To give the product a real college try, I’ve even switched my preferred browser from Firefox to IE, as IE offers a direct “send” to OneNote. And when using IE, one can highlight any text, right click, and do a Bing search (it’s not Google, of course, but saving a few steps is worth something). Also, Outlook emails can be “sent” to any existing folder in OneNote, and the whole application can be accessed and updated from my iPhone using the OneNote app; all of which is synced automatically with my desktop version through SkyDive. Not bad.

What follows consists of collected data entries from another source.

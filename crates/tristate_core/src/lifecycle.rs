//! Component lifecycle base
//!
//! Components are built in two phases so wiring can be adjusted between
//! construction and the point where subscriptions go live:
//!
//! ```text
//! Constructed --attach--> Attached --destroy--> Destroyed
//!      └──────────────destroy─────────────────────┘
//! ```
//!
//! [`ComponentLifecycle`] enforces those transitions and keeps the listeners
//! registered through [`listen`](ComponentLifecycle::listen) so `destroy` can
//! release anything the component forgot to unlisten.

use std::fmt;

use smallvec::SmallVec;

use crate::element::{ElementRef, ListenerId};
use crate::error::{LifecycleError, Result};
use crate::events::EventCallback;

/// Lifecycle phase of a component
#[derive(Clone, Copy, Debug, PartialEq, Eq)]
pub enum LifecycleState {
    Constructed,
    Attached,
    Destroyed,
}

impl fmt::Display for LifecycleState {
    fn fmt(&self, f: &mut fmt::Formatter<'_>) -> fmt::Result {
        f.write_str(match self {
            Self::Constructed => "constructed",
            Self::Attached => "attached",
            Self::Destroyed => "destroyed",
        })
    }
}

/// Lifecycle operation being requested
#[derive(Clone, Copy, Debug, PartialEq, Eq)]
pub enum LifecycleOp {
    Attach,
    Destroy,
}

impl fmt::Display for LifecycleOp {
    fn fmt(&self, f: &mut fmt::Formatter<'_>) -> fmt::Result {
        f.write_str(match self {
            Self::Attach => "attach",
            Self::Destroy => "destroy",
        })
    }
}

/// Root element, lifecycle phase and root-scoped subscriptions
#[derive(Debug)]
pub struct ComponentLifecycle {
    root: ElementRef,
    state: LifecycleState,
    subscriptions: SmallVec<[(String, ListenerId); 4]>,
}

impl ComponentLifecycle {
    pub fn new(root: ElementRef) -> Self {
        Self {
            root,
            state: LifecycleState::Constructed,
            subscriptions: SmallVec::new(),
        }
    }

    pub fn root(&self) -> &ElementRef {
        &self.root
    }

    pub fn state(&self) -> LifecycleState {
        self.state
    }

    /// Check that `op` is defined for the current state
    pub fn check(&self, op: LifecycleOp) -> Result<()> {
        let allowed = match op {
            LifecycleOp::Attach => self.state == LifecycleState::Constructed,
            LifecycleOp::Destroy => self.state != LifecycleState::Destroyed,
        };
        if allowed {
            Ok(())
        } else {
            Err(LifecycleError::InvalidTransition {
                op,
                state: self.state,
            })
        }
    }

    /// Move from `Constructed` to `Attached`
    pub fn attach(&mut self) -> Result<()> {
        self.check(LifecycleOp::Attach)?;
        self.state = LifecycleState::Attached;
        tracing::debug!("component attached");
        Ok(())
    }

    /// Subscribe to an event on the root
    pub fn listen(&mut self, event: &str, callback: EventCallback) -> ListenerId {
        let id = self.root.add_event_listener(event, callback);
        self.subscriptions.push((event.to_string(), id));
        id
    }

    /// Remove a subscription made with [`listen`](Self::listen)
    pub fn unlisten(&mut self, event: &str, id: ListenerId) -> bool {
        self.subscriptions
            .retain(|(name, sub)| !(name.as_str() == event && *sub == id));
        self.root.remove_event_listener(event, id)
    }

    /// Number of root subscriptions still live
    pub fn subscription_count(&self) -> usize {
        self.subscriptions.len()
    }

    /// Release remaining subscriptions and move to `Destroyed`
    pub fn destroy(&mut self) -> Result<()> {
        self.check(LifecycleOp::Destroy)?;
        for (event, id) in self.subscriptions.drain(..) {
            self.root.remove_event_listener(&event, id);
        }
        self.state = LifecycleState::Destroyed;
        tracing::debug!("component destroyed");
        Ok(())
    }
}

I found it interesting how one cool product (OneNote) changed my browser usage (to IE) so I could get the most out of it. It felt like the gravity of a large planet pulling bodies towards it. I recall that, over the last few years, I’ve felt that pull from Apple, with the iPhone acting the role of Jupiter. At this point, there are two Jupiters in my world: Microsoft Office (especially Outlook) and my iPhone, and it’s fascinating to watch each tug at my technological heart.
I got to thinking about push, pull and the gravity of large bodies, during a recent (and soon-to-be-published) interview with Joel Vengco, VP and CIO at Baystate Health. Vengco talked about how he’d recently sat down with his Cerner reps, trying to make them understand what it was like to be one of their customers in an Epic-heavy region.
There was a significant pull, Vengco said, toward the Jupiter that is Epic, and Cerner needed to factor that pull into its customer service equation. Of course, the reason for such a pull is not that having the same system will facilitate chit chat for Baystate executives at local events, but rather to foster information exchange among the region’s health systems. If everyone you interact with speaks German and you’re only tongue is Russian, it’s tempting zu Deutsch lernen.
Vengco acknowledges that making such a move would be tantamount to a very expensive and multi-year pit stop on his organization’s IT journey, so the pull will have to be irresistible if it’s to be indulged. “We want this partnership with Cerner to work,” he added.
And so the push and pull of Cerner and Epic will continue for now at Baystate, as the push and pull between Microsoft and Apple continues for me.
In each case, the outcomes will be based on value — both the potential of the “other” and the costs of transition. In the end, it’s about finding the most effective tools for the job and realizing that, at any point, gravity might pull you in a different direction.